Friends, CareerApril 2, 2007 5:04 am

Getting paid for my photographs in food seems to be becoming a trend. S wanted some headshots done since the one’s she has are only good for the New York scene. Actually next time somebody asks me to do a shoot I really need to figure out before hand what exactly they need, I only found out what headshots are around a few hours before the shoot. Admittedly I had been busy with interviews, accepting job offers and losing my mind over the prospect of not seeing Sri Lanka for so long, but I still should have taken the time to learn more about what taking good headshots necessitates.

I hope she got some usable shots, I certainly got a few I liked, but then I’m not the client.
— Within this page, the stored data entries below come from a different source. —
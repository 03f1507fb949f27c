pub mod control;
pub mod executor;
pub mod layout;
pub mod link;
pub mod mapping;
pub mod memory;
pub mod resource;
pub mod stage;
pub mod task;

pub use executor::{DEFAULT_TIMEOUT_MS, DispatchOptions, DispatchReport, Executor};
pub use mapping::{DevMem, Mapping, PhysMapper};
pub use memory::DmaBuffer;
#![allow(dead_code)]

use qpu_rs::error::{QpuError, QpuResult};
use qpu_rs::gpu::{Executor, Mapping, PhysMapper};
use qpu_rs::mbox::Mailbox;
use qpu_rs::mbox::message::Tag;
use std::cell::{Cell, RefCell};
use std::io::Write;
use std::path::Path;
use std::ptr::NonNull;

pub const PAGE_SIZE: u32 = 4096;
pub const BUS_BASE: u32 = 0x4000_0000;

pub const LDI_R0: u32 = 0xe002_0827;
pub const LDI_VPMW: u32 = 0xe002_1ca7;
pub const NOP: u32 = 0x1000_09e7;

pub const GLOBAL_READ_BUFFER: u32 = 0xffff_fff1;
pub const GLOBAL_WRITE_BUFFER: u32 = 0xffff_fff2;
pub const TASK_READ_BUFFER: u32 = 0xffff_fffa;
pub const TASK_WRITE_BUFFER: u32 = 0xffff_fffb;

#[derive(Debug, Clone, Copy, PartialEq, Eq)]
pub enum Call {
    Alloc { size: u32, align: u32, flags: u32 },
    Lock(u32),
    Unlock(u32),
    Free(u32),
    Execute { num_tasks: u32, control: u32, noflush: bool, timeout_ms: u32 },
    Enable(bool),
}

/// Records every firmware request. Each operation can be made to fail.
#[derive(Debug, Default)]
pub struct MockMailbox {
    calls: RefCell<Vec<Call>>,
    next_handle: Cell<u32>,
    pub fail_alloc: Cell<bool>,
    pub fail_lock: Cell<bool>,
    pub fail_unlock: Cell<bool>,
    pub fail_free: Cell<bool>,
    pub fail_execute: Cell<bool>,
    pub fail_enable: Cell<bool>,
}

impl MockMailbox {
    pub fn calls(&self) -> Vec<Call> {
        self.calls.borrow().clone()
    }

    pub fn executed(&self) -> Option<Call> {
        self.calls()
            .into_iter()
            .find(|c| matches!(c, Call::Execute { .. }))
    }

    /// Bus address the firmware hands out for `handle`.
    pub const fn bus_for(handle: u32) -> u32 {
        BUS_BASE + handle * 0x0010_0000
    }

    fn record(&self, call: Call, fail: &Cell<bool>, tag: Tag) -> QpuResult<()> {
        self.calls.borrow_mut().push(call);
        if fail.get() {
            return Err(QpuError::FirmwareRejected { tag: tag as u32 });
        }
        Ok(())
    }
}

impl Mailbox for MockMailbox {
    fn mem_alloc(&self, size: u32, align: u32, flags: u32) -> QpuResult<u32> {
        self.record(Call::Alloc { size, align, flags }, &self.fail_alloc, Tag::MemAlloc)?;
        let handle = self.next_handle.get() + 1;
        self.next_handle.set(handle);
        Ok(handle)
    }

    fn mem_free(&self, handle: u32) -> QpuResult<()> {
        self.record(Call::Free(handle), &self.fail_free, Tag::MemFree)
    }

    fn mem_lock(&self, handle: u32) -> QpuResult<u32> {
        self.record(Call::Lock(handle), &self.fail_lock, Tag::MemLock)?;
        Ok(Self::bus_for(handle))
    }

    fn mem_unlock(&self, handle: u32) -> QpuResult<()> {
        self.record(Call::Unlock(handle), &self.fail_unlock, Tag::MemUnlock)
    }

    fn execute_qpu(&self, num_tasks: u32, control: u32, noflush: bool, timeout_ms: u32) -> QpuResult<()> {
        self.calls.borrow_mut().push(Call::Execute {
            num_tasks,
            control,
            noflush,
            timeout_ms,
        });
        if self.fail_execute.get() {
            return Err(QpuError::FirmwareTimeout);
        }
        Ok(())
    }

    fn set_qpu_enabled(&self, enable: bool) -> QpuResult<()> {
        self.record(Call::Enable(enable), &self.fail_enable, Tag::QpuEnable)
    }
}

/// Backs every mapping with zeroed heap memory.
#[derive(Debug, Default)]
pub struct HeapMapper {
    mapped: RefCell<Vec<u32>>,
    live: Cell<usize>,
    pub fail_map: Cell<bool>,
}

impl HeapMapper {
    /// Physical addresses passed to `map`, in order.
    pub fn mapped(&self) -> Vec<u32> {
        self.mapped.borrow().clone()
    }

    /// Mappings not yet handed back.
    pub fn live(&self) -> usize {
        self.live.get()
    }
}

impl PhysMapper for HeapMapper {
    fn map(&self, phys: u32, len: usize) -> QpuResult<Mapping> {
        self.mapped.borrow_mut().push(phys);
        if self.fail_map.get() {
            return Err(std::io::Error::from(std::io::ErrorKind::PermissionDenied).into());
        }
        let raw = Box::into_raw(vec![0u8; len].into_boxed_slice());
        let ptr = NonNull::new(raw.cast::<u8>()).expect("heap pointer");
        self.live.set(self.live.get() + 1);
        Ok(unsafe { Mapping::from_raw_parts(ptr, len) })
    }

    fn unmap(&self, mapping: Mapping) -> QpuResult<()> {
        let raw = std::ptr::slice_from_raw_parts_mut(mapping.as_ptr(), mapping.len());
        drop(unsafe { Box::from_raw(raw) });
        self.live.set(self.live.get() - 1);
        Ok(())
    }
}

pub type TestExecutor = Executor<MockMailbox, HeapMapper>;

pub fn executor() -> TestExecutor {
    Executor::with_page_size(MockMailbox::default(), HeapMapper::default(), PAGE_SIZE)
}

/// Encodes 32-bit words little-endian.
pub fn code(words: &[u32]) -> Vec<u8> {
    words.iter().flat_map(|w| w.to_le_bytes()).collect()
}

pub fn word_at(region: &[u8], offset: u32) -> u32 {
    let o = offset as usize;
    u32::from_le_bytes(region[o..o + 4].try_into().expect("word"))
}

/// Holds the fixture files for one test.
pub struct Fixtures {
    dir: tempfile::TempDir,
}

impl Fixtures {
    pub fn new() -> Self {
        Self {
            dir: tempfile::tempdir().expect("tempdir"),
        }
    }

    pub fn file(&self, name: &str, bytes: &[u8]) -> std::path::PathBuf {
        let path = self.dir.path().join(name);
        let mut f = std::fs::File::create(&path).expect("create fixture");
        f.write_all(bytes).expect("write fixture");
        path
    }

    pub fn path(&self) -> &Path {
        self.dir.path()
    }
}
//! Shell completion generation using clap_complete.

use anyhow::{Context, Result};
use clap::{Command, CommandFactory};
use clap_complete::{Shell as CompletionShell, generate, generate_to};
use std::{fs, io};

use crate::cli::{Cli, CompletionsArgs, Shell};

impl From<Shell> for CompletionShell {
    fn from(shell: Shell) -> Self {
        match shell {
            Shell::Bash => CompletionShell::Bash,
            Shell::Zsh => CompletionShell::Zsh,
            Shell::Fish => CompletionShell::Fish,
            Shell::PowerShell => CompletionShell::PowerShell,
            Shell::Elvish => CompletionShell::Elvish,
        }
    }
}

pub fn run(args: CompletionsArgs) -> Result<()> {
    let mut cmd: Command = Cli::command();
    let shell: CompletionShell = args.shell.into();

    if args.stdout {
        // Generate to stdout
        generate(shell, &mut cmd, "simc", &mut io::stdout());
        return Ok(());
    }

    let dir = args
        .out_dir
        .ok_or_else(|| anyhow::anyhow!("--out-dir is required unless --stdout is set"))?;

    fs::create_dir_all(&dir).context("create --out-dir")?;
    let path = generate_to(shell, &mut cmd, "simc", &dir).context("generate completion file")?;

    eprintln!("Wrote completion to {}", path.display());
    Ok(())
}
I got Jamaican jerk chicken and a humongous ice cream, cookie sandwich for my efforts. Needless to say I spent most of the night up with heartburn that would have woken a mummy up. Add that to an early morning wake and jaunt on the freeway to check out our boys kicking some Windian arse and I’m pretty knackered. The next job I have lined up is the sibling’s graduation, hopefully try and get a flash before that, since that seems an essential for good portrait work.